» Assignment: Copy the records below verbatim, from the first line through the line containing "indices: impl IntoIterator<Item", inclusive, and output nothing else.

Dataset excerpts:
//! Greedy longest-first placement without hierarchy links.

use super::Placement;
use crate::model::FeatureRecord;

/// Packs every record onto the first layer with room for it.
///
/// Records are processed longest-first; the sort is stable, so equal-length
/// records keep their bucket order. This tie-break (rather than sorting by
/// start position) is what makes repeated runs byte-identical.
pub fn simple_layout(records: &[FeatureRecord]) -> Placement {
    let mut placement = Placement::new(records.len());
    for idx in longest_first(records, 0..records.len()) {
        placement.place_single(idx, records[idx].span);
    }
    placement
}

/// Stable descending-length ordering of `indices`.
pub(crate) fn longest_first(
    records: &[FeatureRecord],
    indices: impl IntoIterator<Item = usize>,
) -> Vec<usize> {
    let mut order: Vec<usize> = indices.into_iter().collect();
    order.sort_by(|&a, &b| records[b].span.len().cmp(&records[a].span.len()));
    order
}
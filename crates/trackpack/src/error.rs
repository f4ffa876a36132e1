pub type Result<T> = std::result::Result<T, Error>;

#[derive(Debug, Clone, PartialEq, Eq, thiserror::Error)]
pub enum Error {
    #[error("`separate_types` and `link_genes` are mutually exclusive")]
    ConflictingModes,

    #[error("histogram anchor [{start}, {stop}) lies outside the feature range (end = {limit})")]
    HistogramAnchor { start: u64, stop: u64, limit: u64 },

    #[error("histogram requested for an empty bucket")]
    EmptyBucket,
}
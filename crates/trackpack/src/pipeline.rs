//! Per-bucket pipeline: density decision, cancellation, worker scheduling.
//!
//! The layout computation itself is synchronous and executor-free; this
//! module adds the thin worker-thread wrapper around it. Each bucket runs as
//! an independent unit of work with its own result channel, so a superseded
//! request is discarded by dropping the receiver rather than by bookkeeping.

use crate::classify::{LayoutOptions, classify};
use crate::error::Result;
use crate::graph::{Graph, GraphContent, PlacedFeature};
use crate::histogram::Aggregator;
use crate::layout::{Placement, linked_layout, simple_layout};
use crate::model::{Bucket, RawFeature};
use std::sync::Arc;
use std::sync::atomic::{AtomicBool, Ordering};
use std::sync::mpsc::{self, Receiver};
use std::thread;

/// Buckets with more features than this fall back to the coverage histogram.
/// A hard cutoff, not a heuristic: exactly `HIST_THRESHOLD` features still
/// lay out per feature.
pub const HIST_THRESHOLD: usize = 1000;

/// Cooperative cancellation flag shared between a caller and its in-flight
/// bucket computations.
#[derive(Debug, Clone, Default)]
pub struct CancelToken(Arc<AtomicBool>);

impl CancelToken {
    pub fn new() -> Self {
        Self::default()
    }

    pub fn cancel(&self) {
        self.0.store(true, Ordering::Relaxed);
    }

    pub fn is_cancelled(&self) -> bool {
        self.0.load(Ordering::Relaxed)
    }
}

/// Runs one bucket through the density decision and the selected layout or
/// histogram pass.
///
/// Returns `None` for an empty bucket or a cancelled computation — in both
/// cases there is no graph, and cancellation is all-or-nothing per bucket.
pub fn run_bucket(
    bucket: &Bucket,
    options: &LayoutOptions,
    cancel: &CancelToken,
) -> Option<Result<Graph>> {
    if cancel.is_cancelled() || bucket.is_empty() {
        return None;
    }

    if bucket.len() > HIST_THRESHOLD {
        tracing::debug!(
            bucket = %bucket.label,
            count = bucket.len(),
            "dense bucket, aggregating coverage histogram"
        );
        return Some(histogram_graph(bucket, options));
    }

    tracing::debug!(
        bucket = %bucket.label,
        count = bucket.len(),
        linked = options.link_genes,
        "laying out bucket"
    );
    let placement = if options.link_genes {
        linked_layout(&bucket.records, cancel)?
    } else {
        simple_layout(&bucket.records)
    };
    Some(Ok(layered_graph(bucket, placement)))
}

/// Spawns one worker thread for `bucket` and hands back its result channel.
///
/// A cancelled or empty bucket sends nothing; the receiver observes a
/// disconnect, which callers treat as "try again later", not as failure.
pub fn spawn_bucket(
    bucket: Bucket,
    options: LayoutOptions,
    cancel: CancelToken,
) -> Receiver<Result<Graph>> {
    let (tx, rx) = mpsc::channel();
    thread::spawn(move || {
        if let Some(result) = run_bucket(&bucket, &options, &cancel) {
            // The receiver may already be gone if the request was superseded.
            let _ = tx.send(result);
        }
    });
    rx
}

/// Classifies `features`, packs every bucket on its own worker, and collects
/// the finished graphs sorted by `display_order`.
///
/// Buckets complete in unspecified relative order; the sort restores the
/// caller-facing stacking order.
pub fn layout_features(features: &[RawFeature], options: &LayoutOptions) -> Result<Vec<Graph>> {
    let buckets = classify(features, options)?;
    let cancel = CancelToken::new();
    let receivers: Vec<Receiver<Result<Graph>>> = buckets
        .into_iter()
        .map(|bucket| spawn_bucket(bucket, *options, cancel.clone()))
        .collect();

    let mut graphs = Vec::new();
    for rx in receivers {
        if let Ok(result) = rx.recv() {
            graphs.push(result?);
        }
    }
    graphs.sort_by_key(|graph| graph.display_order);
    Ok(graphs)
}

fn histogram_graph(bucket: &Bucket, options: &LayoutOptions) -> Result<Graph> {
    let mut aggregator = Aggregator::new(bucket)?;
    let feat_range = aggregator.feat_range();
    let (start, stop) = options.viewport.unwrap_or((feat_range.from, feat_range.to));
    let histogram = aggregator.anchor(start, stop)?.clone();
    Ok(Graph {
        label: bucket.label.clone(),
        display_order: bucket.display_order,
        content: GraphContent::Histogram(histogram),
    })
}

fn layered_graph(bucket: &Bucket, placement: Placement) -> Graph {
    let layers: Vec<Vec<PlacedFeature>> = placement
        .layers
        .iter()
        .enumerate()
        .map(|(layer, members)| {
            members
                .iter()
                .map(|&idx| PlacedFeature {
                    feature_id: bucket.records[idx].id,
                    layer,
                    cluster: placement.cluster_of[idx],
                })
                .collect()
        })
        .collect();
    Graph {
        label: bucket.label.clone(),
        display_order: bucket.display_order,
        content: GraphContent::Layered {
            layers,
            clusters: placement.clusters,
        },
    }
}
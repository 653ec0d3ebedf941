//! Typestate builder for span attachment.
//!
//! Every error built into a [`SchemaError`] either carries an explicit span or
//! is explicitly marked as unlocated.
//!
//! ```
//! use vartype_errors::{DomainError, Span, TypeExprError};
//!
//! let err = TypeExprError::unknown_type("Userr")
//!     .at(Span::new(2, 7))
//!     .build();
//!
//! assert_eq!(err.span(), Some(Span::new(2, 7)));
//! ```

use crate::{SchemaError, Span};

/// Marker for errors that don't yet have a span decision.
pub struct Unspanned;

/// Marker for errors that have an attached span.
pub struct Spanned(pub(crate) Span);

/// Marker for errors explicitly without location information.
pub struct Unlocated;

/// Marker for errors whose span is only known at runtime.
pub struct MaybeSpanned(pub(crate) Option<Span>);

/// A domain error that can be wrapped into [`SchemaError`].
pub trait DomainError: Sized + Into<SchemaError> {
    fn with_span(
        self,
        span: Span,
    ) -> Self;

    fn into_schema_error(self) -> SchemaError {
        self.into()
    }

    fn at(
        self,
        span: impl Into<Span>,
    ) -> ErrorBuilder<Spanned, Self> {
        ErrorBuilder::new(self).at(span)
    }

    fn unlocated(self) -> ErrorBuilder<Unlocated, Self> {
        ErrorBuilder::new(self).unlocated()
    }

    fn at_opt(
        self,
        span: Option<Span>,
    ) -> ErrorBuilder<MaybeSpanned, Self> {
        ErrorBuilder::new(self).at_opt(span)
    }
}

pub struct ErrorBuilder<S, E> {
    error: E,
    span_state: S,
    source: Option<(String, String)>,
}

impl<E: DomainError> ErrorBuilder<Unspanned, E> {
    pub fn new(error: E) -> Self {
        Self {
            error,
            span_state: Unspanned,
            source: None,
        }
    }

    pub fn at(
        self,
        span: impl Into<Span>,
    ) -> ErrorBuilder<Spanned, E> {
        ErrorBuilder {
            error: self.error,
            span_state: Spanned(span.into()),
            source: self.source,
        }
    }

    /// Attach an optional span. `None` keeps whatever span the error holds.
    pub fn at_opt(
        self,
        span: Option<Span>,
    ) -> ErrorBuilder<MaybeSpanned, E> {
        ErrorBuilder {
            error: self.error,
            span_state: MaybeSpanned(span),
            source: self.source,
        }
    }

    pub fn unlocated(self) -> ErrorBuilder<Unlocated, E> {
        ErrorBuilder {
            error: self.error,
            span_state: Unlocated,
            source: self.source,
        }
    }
}

impl<E: DomainError> ErrorBuilder<Spanned, E> {
    /// Attach the text the span points into.
    pub fn in_source(
        mut self,
        name: impl Into<String>,
        source: impl Into<String>,
    ) -> Self {
        self.source = Some((name.into(), source.into()));
        self
    }

    pub fn build(self) -> SchemaError {
        let err = self
            .error
            .with_span(self.span_state.0)
            .into_schema_error();

        match self.source {
            Some((name, source)) => err.with_source(name, source),
            None => err,
        }
    }
}

impl<E: DomainError> ErrorBuilder<MaybeSpanned, E> {
    pub fn in_source(
        mut self,
        name: impl Into<String>,
        source: impl Into<String>,
    ) -> Self {
        self.source = Some((name.into(), source.into()));
        self
    }

    pub fn build(self) -> SchemaError {
        let error = match self.span_state.0 {
            Some(span) => self.error.with_span(span),
            None => self.error,
        };
        let err = error.into_schema_error();

        match self.source {
            Some((name, source)) => err.with_source(name, source),
            None => err,
        }
    }
}

impl<E: DomainError> ErrorBuilder<Unlocated, E> {
    pub fn build(self) -> SchemaError {
        self.error.into_schema_error()
    }
}

#[cfg(test)]
mod tests {
    use super::*;
    use crate::{Category, Domain, TypeExprError};

    #[test]
    fn builder_with_span() {
        let err = TypeExprError::unknown_type("Foo")
            .at(Span::new(10, 13))
            .build();

        assert_eq!(err.error_code().domain, Domain::TE);
        assert_eq!(err.error_code().category, Category::Resolution);
        assert_eq!(err.span(), Some(Span::new(10, 13)));
    }

    #[test]
    fn builder_unlocated() {
        let err = TypeExprError::unknown_type("Bar")
            .unlocated()
            .build();

        assert_eq!(err.error_code().domain, Domain::TE);
        assert_eq!(err.span(), None);
    }

    #[test]
    fn builder_at_opt() {
        let err = TypeExprError::unknown_type("Baz")
            .at_opt(None)
            .build();
        assert_eq!(err.span(), None);
        assert!(matches!(err, SchemaError::TypeExpr(..)));

        let err = TypeExprError::unknown_type("Baz")
            .at_opt(Some(Span::new(2, 5)))
            .in_source("Team.members", "[]Baz")
            .build();
        assert_eq!(err.span(), Some(Span::new(2, 5)));
        assert_eq!(err.extract_source(), Some(("Team.members", "[]Baz")));
    }

    #[test]
    fn builder_at_opt_keeps_existing_span() {
        let located = TypeExprError::unknown_type("Baz").with_span(Span::new(1, 4));
        let err = located
            .at_opt(None)
            .in_source("expr", "[Baz")
            .build();
        assert_eq!(err.span(), Some(Span::new(1, 4)));
        assert!(matches!(err, SchemaError::WithSource { .. }));
    }

    #[test]
    fn builder_with_source() {
        let err = TypeExprError::unknown_type("Foo")
            .at(Span::new(2, 5))
            .in_source("expr", "[]Foo")
            .build();

        assert!(matches!(err, SchemaError::WithSource { .. }));
        assert_eq!(err.extract_source(), Some(("expr", "[]Foo")));
    }
}
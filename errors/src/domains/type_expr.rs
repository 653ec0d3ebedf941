//! Type expression errors (VTE)
//! Errors raised while parsing a type expression such as `map<string,[]User>`.

define_domain_errors! {
    /// Type expression errors (VTE domain)
    pub enum TypeExprError {
        /// VTE0001: Malformed map expression
        InvalidMapSyntax {
            code: (TE, Syntax, 1),
            message: "invalid map syntax for '{expr}'",
            help: "write maps as map<key,value> with exactly one top-level comma",
            fields: { expr: String },
        },

        /// VTE1001: Not a primitive, container or known message
        UnknownType {
            code: (TE, Resolution, 1),
            message: "invalid struct/message type '{expr}'",
            help: "use a primitive type or declare a message with this exact name",
            fields: { expr: String },
        },

        /// VTE2001: Map key outside the key whitelist
        InvalidMapKeyType {
            code: (TE, Validation, 1),
            message: "invalid map key type '{key}' for '{expr}'",
            help: "map keys must be string or one of the integer types",
            fields: { key: String, expr: String },
        },

        /// VTE2002: Nesting limit reached
        MaxDepthExceeded {
            code: (TE, Validation, 2),
            message: "type expression '{expr}' nests deeper than {max_depth} levels",
            help: "flatten the type or raise max_depth in the parser configuration",
            fields: { expr: String, max_depth: usize },
        },

        /// VTE4001: Nothing to parse
        EmptyExpression {
            code: (TE, Missing, 1),
            message: "type expression cannot be empty: '{expr}'",
            help: "provide a primitive, list, map or message type",
            fields: { expr: String },
        },
    }
}

impl TypeExprError {
    pub fn empty(expr: impl Into<String>) -> Self {
        Self::EmptyExpression {
            expr: expr.into(),
            span: None,
        }
    }

    pub fn invalid_map_syntax(expr: impl Into<String>) -> Self {
        Self::InvalidMapSyntax {
            expr: expr.into(),
            span: None,
        }
    }

    pub fn invalid_map_key(
        key: impl Into<String>,
        expr: impl Into<String>,
    ) -> Self {
        Self::InvalidMapKeyType {
            key: key.into(),
            expr: expr.into(),
            span: None,
        }
    }

    pub fn unknown_type(expr: impl Into<String>) -> Self {
        Self::UnknownType {
            expr: expr.into(),
            span: None,
        }
    }

    pub fn max_depth(
        expr: impl Into<String>,
        max_depth: usize,
    ) -> Self {
        Self::MaxDepthExceeded {
            expr: expr.into(),
            max_depth,
            span: None,
        }
    }

    /// The offending expression text.
    pub fn expr(&self) -> &str {
        match self {
            Self::InvalidMapSyntax { expr, .. }
            | Self::UnknownType { expr, .. }
            | Self::InvalidMapKeyType { expr, .. }
            | Self::MaxDepthExceeded { expr, .. }
            | Self::EmptyExpression { expr, .. } => expr,
        }
    }
}
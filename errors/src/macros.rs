/// Declares a domain error enum.
///
/// Each variant carries an error code, a message template, optional help
/// text, an optional severity override and optional fields. Every variant
/// also gets an `Option<Span>` slot filled in by the builder.
#[macro_export]
macro_rules! define_domain_errors {
    (
        $(#[$meta:meta])*
        $vis:vis enum $name:ident {
            $(
                $(#[$variant_meta:meta])*
                $variant:ident {
                    code: ($domain:ident, $category:ident, $seq:literal),
                    message: $msg:literal
                    $(, help: $help:literal)?
                    $(, severity: $severity:ident)?
                    $(, fields: { $($field:ident: $ftype:ty),* $(,)? })?
                    $(,)?
                }
            ),* $(,)?
        }
    ) => {
        $(#[$meta])*
        #[derive(Debug, Clone, PartialEq, Eq)]
        $vis enum $name {
            $(
                $(#[$variant_meta])*
                $variant {
                    $($($field: $ftype,)*)?
                    span: Option<$crate::Span>,
                },
            )*
        }

        impl $name {
            pub const fn error_code(&self) -> $crate::ErrorCode {
                match self {
                    $(
                        Self::$variant { .. } => $crate::ErrorCode::new(
                            $crate::Domain::$domain,
                            $crate::Category::$category,
                            $seq
                        ),
                    )*
                }
            }

            pub fn message(&self) -> String {
                match self {
                    $(
                        Self::$variant { $($($field,)*)? .. } => {
                            format!($msg $(, $($field = $field),*)?)
                        }
                    )*
                }
            }

            pub fn help_text(&self) -> Option<&'static str> {
                match self {
                    $(
                        Self::$variant { .. } => $crate::define_domain_errors!(@help $($help)?),
                    )*
                }
            }

            pub fn severity(&self) -> $crate::Severity {
                match self {
                    $(
                        Self::$variant { .. } => $crate::define_domain_errors!(@severity $($severity)?),
                    )*
                }
            }

            pub fn span(&self) -> Option<$crate::Span> {
                match self {
                    $(Self::$variant { span, .. } => *span,)*
                }
            }

            pub fn with_span(mut self, new_span: $crate::Span) -> Self {
                match &mut self {
                    $(Self::$variant { span, .. } => *span = Some(new_span),)*
                }
                self
            }
        }

        impl std::fmt::Display for $name {
            fn fmt(&self, f: &mut std::fmt::Formatter<'_>) -> std::fmt::Result {
                write!(f, "{}", self.message())
            }
        }

        impl std::error::Error for $name {}
    };

    (@help) => { None };
    (@help $help:literal) => { Some($help) };
    (@severity) => { $crate::Severity::Error };
    (@severity $severity:ident) => { $crate::Severity::$severity };
}

/// Wires a domain enum into [`SchemaError`](crate::SchemaError).
macro_rules! impl_domain_error {
    ($($name:ident => $variant:ident),+ $(,)?) => {
        $(
            impl From<$name> for $crate::SchemaError {
                fn from(e: $name) -> Self {
                    Self::$variant(e)
                }
            }

            impl $crate::DomainError for $name {
                fn with_span(
                    self,
                    span: $crate::Span,
                ) -> Self {
                    $name::with_span(self, span)
                }
            }
        )+
    };
}
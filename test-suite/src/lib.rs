pub use vartype_core::{
    DataType, Message, MessageCatalog, MessageField, ParseConfig, Schema, VarKind, VarType,
};
pub use vartype_errors::{SchemaError, TypeExprError};

pub mod fixtures;

#[derive(Clone, Debug, PartialEq, Eq)]
pub enum Tag {
    /// Tests that focus on basic functionality and correctness.
    Smoke,

    /// Tests that focus on the canonical spelling of parsed types.
    Canonical,

    /// Tests that focus on primitive lookup.
    Primitive,

    /// Tests that focus on list types.
    List,

    /// Tests that focus on map types and their key whitelist.
    Map,

    /// Tests that focus on resolving message references.
    Struct,

    /// Tests that focus on resource limits.
    Limits,

    /// Tests that focus on whole schema documents.
    Schema,
}

#[derive(Clone, Debug, bon::Builder)]
pub struct TestMetadata {
    #[builder(into)]
    pub id: String,

    #[builder(into)]
    pub name: String,

    #[builder(into)]
    pub purpose: String,
    pub expect_pass: bool,
    pub tags: Vec<Tag>,
}

#[derive(Clone, Debug)]
pub struct TestResult {
    pub metadata: TestMetadata,
    pub expr: String,
    pub actual_pass: bool,
    pub matches_expectation: bool,
    pub error_message: Option<String>,
}

/// Runs one type expression against a schema's messages.
#[derive(Clone, Debug)]
pub struct TestHarness {
    pub schema: Schema,
    pub config: ParseConfig,
    pub metadata: TestMetadata,
    pub result: Option<TestResult>,
}

impl TestHarness {
    pub fn with_metadata(
        schema: Schema,
        id: impl Into<String>,
        name: impl Into<String>,
        purpose: impl Into<String>,
        expect_pass: bool,
        tags: Vec<Tag>,
    ) -> Self {
        vartype_testing::logging();

        Self {
            schema,
            config: ParseConfig::default(),
            metadata: TestMetadata::builder()
                .id(id)
                .name(name)
                .purpose(purpose)
                .expect_pass(expect_pass)
                .tags(tags)
                .build(),
            result: None,
        }
    }

    pub fn with_config(
        mut self,
        config: ParseConfig,
    ) -> Self {
        self.config = config;
        self
    }

    fn handle_meta(
        &mut self,
        expr: &str,
        result: &Result<VarType, TypeExprError>,
    ) {
        let (actual_pass, error_message) = match &result {
            Ok(_) => (true, None),
            Err(e) => (false, Some(e.to_string())),
        };

        self.result = Some(TestResult {
            metadata: self.metadata.clone(),
            expr: expr.to_string(),
            actual_pass,
            matches_expectation: actual_pass == self.metadata.expect_pass,
            error_message,
        });
    }

    fn id(&self) -> &str {
        &self.metadata.id
    }

    fn name(&self) -> &str {
        &self.metadata.name
    }

    fn expect_pass(&self) -> bool {
        self.metadata.expect_pass
    }

    #[tracing::instrument(skip(self), fields(
        test_id = self.id(),
        test_name = self.name(),
        test_expect_pass = self.expect_pass(),
    ))]
    pub fn parse_pass(
        &mut self,
        expr: &str,
    ) -> VarType {
        let result = vartype_core::parse_with(expr, &self.schema, &self.config);

        self.handle_meta(expr, &result);

        match result {
            Ok(ty) => ty,
            Err(e) => {
                let report = e
                    .at_source(expr)
                    .to_report();
                panic!("Expected '{expr}' to parse, but got error: {report:?}")
            },
        }
    }

    #[tracing::instrument(skip(self), fields(
        test_id = self.id(),
        test_name = self.name(),
        test_expect_pass = self.expect_pass(),
    ))]
    pub fn parse_fail(
        &mut self,
        expr: &str,
    ) -> TypeExprError {
        let result = vartype_core::parse_with(expr, &self.schema, &self.config);

        self.handle_meta(expr, &result);

        match result {
            Err(err) => err,
            Ok(ty) => panic!("Expected '{expr}' to fail, but it parsed as '{ty}'"),
        }
    }

    pub fn result(&self) -> Option<&TestResult> {
        self.result.as_ref()
    }
}

/// Attaches the failing expression so reports can point into it.
pub trait AtSource {
    fn at_source(
        self,
        expr: &str,
    ) -> SchemaError;
}

impl AtSource for TypeExprError {
    fn at_source(
        self,
        expr: &str,
    ) -> SchemaError {
        use vartype_errors::DomainError;

        let span = self.span();
        self.at_opt(span)
            .in_source("expr", expr)
            .build()
    }
}

/// Declares a harness-driven test for a single type expression.
///
/// `expect_pass: true` hands the parsed [`VarType`] to `assertions`, otherwise
/// the [`TypeExprError`] is handed over instead.
#[macro_export]
macro_rules! type_test {
    (
        $(ignore: $ignore: literal,)?
        id: $id: ident,
        name: $name: literal,
        purpose: $purpose: literal,
        expect_pass: true,
        tags: $tags: expr,
        $(config: $config: expr,)?
        expr: $expr: expr,
        assertions: $assertions: expr $(,)?
    ) => {
        #[test]
        $(#[ignore = $ignore])?
        fn $id() {
            let mut harness = $crate::TestHarness::with_metadata(
                $crate::fixtures::catalog(),
                stringify!($id),
                $name,
                $purpose,
                true,
                $tags,
            );
            $(harness = harness.with_config($config);)?
            let expr: &str = &$expr;
            let ty = harness.parse_pass(expr);
            let result = harness.result().expect("result recorded");
            assert!(result.matches_expectation);
            ($assertions)(&harness, ty);
        }
    };
    (
        $(ignore: $ignore: literal,)?
        id: $id: ident,
        name: $name: literal,
        purpose: $purpose: literal,
        expect_pass: false,
        tags: $tags: expr,
        $(config: $config: expr,)?
        expr: $expr: expr,
        assertions: $assertions: expr $(,)?
    ) => {
        #[test]
        $(#[ignore = $ignore])?
        fn $id() {
            let mut harness = $crate::TestHarness::with_metadata(
                $crate::fixtures::catalog(),
                stringify!($id),
                $name,
                $purpose,
                false,
                $tags,
            );
            $(harness = harness.with_config($config);)?
            let expr: &str = &$expr;
            let err = harness.parse_fail(expr);
            let result = harness.result().expect("result recorded");
            assert!(result.matches_expectation);
            assert_eq!(result.error_message.as_deref(), Some(err.to_string().as_str()));
            ($assertions)(&harness, err);
        }
    };
}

» Reply:
//! Greedy longest-first placement without hierarchy links.

use super::Placement;
use crate::model::FeatureRecord;

/// Packs every record onto the first layer with room for it.
///
/// Records are processed longest-first; the sort is stable, so equal-length
/// records keep their bucket order. This tie-break (rather than sorting by
/// start position) is what makes repeated runs byte-identical.
pub fn simple_layout(records: &[FeatureRecord]) -> Placement {
    let mut placement = Placement::new(records.len());
    for idx in longest_first(records, 0..records.len()) {
        placement.place_single(idx, records[idx].span);
    }
    placement
}

/// Stable descending-length ordering of `indices`.
pub(crate) fn longest_first(
    records: &[FeatureRecord],
    indices: impl IntoIterator<Item = usize>,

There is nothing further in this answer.